//! Viewer configuration
//!
//! Settings are read from `<config_dir>/partscope/config.json`. Every section
//! and field falls back to its default, so a partial file is valid.

use std::f32::consts::PI;
use std::path::{Path, PathBuf};

use log::{info, warn};
use serde::{Deserialize, Serialize};

use crate::constants::{self, panel};
use crate::error::ViewerError;

#[derive(Debug, Clone, PartialEq, Serialize, Deserialize)]
#[serde(default)]
pub struct CameraSettings {
    pub fov_degrees: f32,
    pub near: f32,
    pub far: f32,
    pub position: [f32; 3],
}

impl Default for CameraSettings {
    fn default() -> Self {
        Self {
            fov_degrees: 50.0,
            near: 0.1,
            far: 1000.0,
            position: [0.0, 0.0, 5.0],
        }
    }
}

#[derive(Debug, Clone, PartialEq, Serialize, Deserialize)]
#[serde(default)]
pub struct ControlsSettings {
    pub target: [f32; 3],
    pub min_polar_angle: f32,
    pub max_polar_angle: f32,
    pub min_distance: f32,
    pub max_distance: f32,
    pub enable_damping: bool,
    pub damping_factor: f32,
    pub auto_rotate: bool,
    pub auto_rotate_speed: f32,
}

impl Default for ControlsSettings {
    fn default() -> Self {
        Self {
            target: [0.0, -0.8, 0.0],
            min_polar_angle: PI / 3.0,
            max_polar_angle: PI * 0.495,
            min_distance: 0.1,
            max_distance: 2.0,
            enable_damping: true,
            damping_factor: 0.1,
            auto_rotate: false,
            auto_rotate_speed: 0.2,
        }
    }
}

#[derive(Debug, Clone, PartialEq, Serialize, Deserialize)]
#[serde(default)]
pub struct SkySettings {
    pub turbidity: f32,
    pub rayleigh: f32,
    pub mie_coefficient: f32,
    pub mie_directional_g: f32,
    pub elevation: f32,
    pub azimuth: f32,
}

impl Default for SkySettings {
    fn default() -> Self {
        Self {
            turbidity: 10.0,
            rayleigh: 2.0,
            mie_coefficient: 0.005,
            mie_directional_g: 0.8,
            elevation: 0.0,
            azimuth: 250.0,
        }
    }
}

/// Colors are `0xRRGGBB`
#[derive(Debug, Clone, PartialEq, Serialize, Deserialize)]
#[serde(default)]
pub struct SceneSettings {
    pub background: u32,
    pub fog_near: f32,
    pub fog_far: f32,
    pub hemisphere_sky: u32,
    pub hemisphere_ground: u32,
    pub hemisphere_intensity: f32,
    pub hemisphere_position: [f32; 3],
    pub directional_color: u32,
    pub directional_intensity: f32,
    pub directional_position: [f32; 3],
    pub floor_size: f32,
    pub floor_height: f32,
    pub floor_color: u32,
}

impl Default for SceneSettings {
    fn default() -> Self {
        Self {
            background: 0xF1F1F1,
            fog_near: 20.0,
            fog_far: 100.0,
            hemisphere_sky: 0xFFFFFF,
            hemisphere_ground: 0xFFFFFF,
            hemisphere_intensity: 0.61,
            hemisphere_position: [0.0, 50.0, 0.0],
            directional_color: 0xFFFFFF,
            directional_intensity: 0.54,
            directional_position: [-8.0, 12.0, 8.0],
            floor_size: 5000.0,
            floor_height: -1.0,
            floor_color: 0xCCCCCC,
        }
    }
}

#[derive(Debug, Clone, PartialEq, Serialize, Deserialize)]
#[serde(default)]
pub struct UiSettings {
    pub column_height: f32,
    pub explorer_width: f32,
    pub intro_spin: bool,
}

impl Default for UiSettings {
    fn default() -> Self {
        Self {
            column_height: panel::DEFAULT_COLUMN_HEIGHT,
            explorer_width: panel::DEFAULT_EXPLORER_WIDTH,
            intro_spin: false,
        }
    }
}

#[derive(Debug, Clone, PartialEq, Default, Serialize, Deserialize)]
#[serde(default)]
pub struct ViewerConfig {
    pub camera: CameraSettings,
    pub controls: ControlsSettings,
    pub sky: SkySettings,
    pub scene: SceneSettings,
    pub ui: UiSettings,
}

impl ViewerConfig {
    /// Platform location of the config file, if the platform has one
    pub fn default_path() -> Option<PathBuf> {
        dirs::config_dir().map(|dir| dir.join(constants::CONFIG_DIR_NAME).join(constants::CONFIG_FILE_NAME))
    }

    /// Load from the default location, falling back to defaults on any problem
    pub fn load_or_default() -> Self {
        let Some(path) = Self::default_path() else {
            info!("No config directory on this platform, using defaults");
            return Self::default();
        };
        if !path.exists() {
            info!("No config at {}, using defaults", path.display());
            return Self::default();
        }
        match Self::load_from_path(&path) {
            Ok(config) => {
                info!("Loaded config from {}", path.display());
                config
            }
            Err(e) => {
                warn!("{}; using defaults", e);
                Self::default()
            }
        }
    }

    pub fn load_from_path(path: &Path) -> Result<Self, ViewerError> {
        let content = std::fs::read_to_string(path).map_err(|e| ViewerError::Config {
            path: path.to_path_buf(),
            reason: format!("Failed to read file: {}", e),
        })?;
        serde_json::from_str(&content).map_err(|e| ViewerError::Config {
            path: path.to_path_buf(),
            reason: format!("Failed to parse config: {}", e),
        })
    }

    pub fn save_to_path(&self, path: &Path) -> Result<(), ViewerError> {
        let to_error = |reason: String| ViewerError::Config {
            path: path.to_path_buf(),
            reason,
        };
        let json = serde_json::to_string_pretty(self).map_err(|e| to_error(format!("Failed to serialize config: {}", e)))?;
        if let Some(parent) = path.parent() {
            std::fs::create_dir_all(parent).map_err(|e| to_error(format!("Failed to create directory: {}", e)))?;
        }
        std::fs::write(path, json).map_err(|e| to_error(format!("Failed to write file: {}", e)))
    }
}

WHAT YOU SHOULD DO | Take the entries above and repeat them verbatim.

ANSWER TO THE EXERCISE |
//! Viewer configuration
//!
//! Settings are read from `<config_dir>/partscope/config.json`. Every section
//! and field falls back to its default, so a partial file is valid.

use std::f32::consts::PI;
use std::path::{Path, PathBuf};

use log::{info, warn};
use serde::{Deserialize, Serialize};

use crate::constants::{self, panel};
use crate::error::ViewerError;

#[derive(Debug, Clone, PartialEq, Serialize, Deserialize)]
#[serde(default)]
pub struct CameraSettings {
    pub fov_degrees: f32,
    pub near: f32,
    pub far: f32,
    pub position: [f32; 3],
}

impl Default for CameraSettings {
    fn default() -> Self {
        Self {
            fov_degrees: 50.0,
            near: 0.1,
            far: 1000.0,
            position: [0.0, 0.0, 5.0],
        }
    }
}

#[derive(Debug, Clone, PartialEq, Serialize, Deserialize)]
#[serde(default)]
pub struct ControlsSettings {
    pub target: [f32; 3],
    pub min_polar_angle: f32,
    pub max_polar_angle: f32,
    pub min_distance: f32,
    pub max_distance: f32,
    pub enable_damping: bool,
    pub damping_factor: f32,
    pub auto_rotate: bool,
    pub auto_rotate_speed: f32,
}

impl Default for ControlsSettings {
    fn default() -> Self {
        Self {
            target: [0.0, -0.8, 0.0],
            min_polar_angle: PI / 3.0,
            max_polar_angle: PI * 0.495,
            min_distance: 0.1,
            max_distance: 2.0,
            enable_damping: true,
            damping_factor: 0.1,
            auto_rotate: false,
            auto_rotate_speed: 0.2,
        }
    }
}

#[derive(Debug, Clone, PartialEq, Serialize, Deserialize)]
#[serde(default)]
pub struct SkySettings {
    pub turbidity: f32,
    pub rayleigh: f32,
    pub mie_coefficient: f32,
    pub mie_directional_g: f32,
    pub elevation: f32,
    pub azimuth: f32,
}

impl Default for SkySettings {
    fn default() -> Self {
        Self {
            turbidity: 10.0,
            rayleigh: 2.0,
            mie_coefficient: 0.005,
            mie_directional_g: 0.8,
            elevation: 0.0,
            azimuth: 250.0,
        }
    }
}

/// Colors are `0xRRGGBB`
#[derive(Debug, Clone, PartialEq, Serialize, Deserialize)]
#[serde(default)]
pub struct SceneSettings {
    pub background: u32,
    pub fog_near: f32,
    pub fog_far: f32,
    pub hemisphere_sky: u32,
    pub hemisphere_ground: u32,
    pub hemisphere_intensity: f32,
    pub hemisphere_position: [f32; 3],
    pub directional_color: u32,
    pub directional_intensity: f32,
    pub directional_position: [f32; 3],
    pub floor_size: f32,
    pub floor_height: f32,
    pub floor_color: u32,
}

impl Default for SceneSettings {
    fn default() -> Self {
        Self {
            background: 0xF1F1F1,
            fog_near: 20.0,
            fog_far: 100.0,
            hemisphere_sky: 0xFFFFFF,
            hemisphere_ground: 0xFFFFFF,
            hemisphere_intensity: 0.61,
            hemisphere_position: [0.0, 50.0, 0.0],
            directional_color: 0xFFFFFF,
            directional_intensity: 0.54,
            directional_position: [-8.0, 12.0, 8.0],
            floor_size: 5000.0,
            floor_height: -1.0,
            floor_color: 0xCCCCCC,
        }
    }
}

#[derive(Debug, Clone, PartialEq, Serialize, Deserialize)]
#[serde(default)]
pub struct UiSettings {
    pub column_height: f32,
    pub explorer_width: f32,
    pub intro_spin: bool,
}

impl Default for UiSettings {
    fn default() -> Self {
        Self {
            column_height: panel::DEFAULT_COLUMN_HEIGHT,
            explorer_width: panel::DEFAULT_EXPLORER_WIDTH,
            intro_spin: false,
        }
    }
}

#[derive(Debug, Clone, PartialEq, Default, Serialize, Deserialize)]
#[serde(default)]
pub struct ViewerConfig {
    pub camera: CameraSettings,
    pub controls: ControlsSettings,
    pub sky: SkySettings,
    pub scene: SceneSettings,
    pub ui: UiSettings,
}

impl ViewerConfig {
    /// Platform location of the config file, if the platform has one
    pub fn default_path() -> Option<PathBuf> {
        dirs::config_dir().map(|dir| dir.join(constants::CONFIG_DIR_NAME).join(constants::CONFIG_FILE_NAME))
    }

    /// Load from the default location, falling back to defaults on any problem
    pub fn load_or_default() -> Self {
        let Some(path) = Self::default_path() else {
            info!("No config directory on this platform, using defaults");
            return Self::default();
        };
        if !path.exists() {
            info!("No config at {}, using defaults", path.display());
            return Self::default();
        }
        match Self::load_from_path(&path) {
            Ok(config) => {
                info!("Loaded config from {}", path.display());
                config
            }
            Err(e) => {
                warn!("{}; using defaults", e);
                Self::default()
            }
        }
    }

    pub fn load_from_path(path: &Path) -> Result<Self, ViewerError> {
        let content = std::fs::read_to_string(path).map_err(|e| ViewerError::Config {
            path: path.to_path_buf(),
            reason: format!("Failed to read file: {}", e),
        })?;
        serde_json::from_str(&content).map_err(|e| ViewerError::Config {
            path: path.to_path_buf(),
            reason: format!("Failed to parse config: {}", e),
        })
    }

    pub fn save_to_path(&self, path: &Path) -> Result<(), ViewerError> {
        let to_error = |reason: String| ViewerError::Config {
            path: path.to_path_buf(),
            reason,
        };
        let json = serde_json::to_string_pretty(self).map_err(|e| to_error(format!("Failed to serialize config: {}", e)))?;
        if let Some(parent) = path.parent() {
            std::fs::create_dir_all(parent).map_err(|e| to_error(format!("Failed to create directory: {}", e)))?;
        }
        std::fs::write(path, json).map_err(|e| to_error(format!("Failed to write file: {}", e)))
    }
}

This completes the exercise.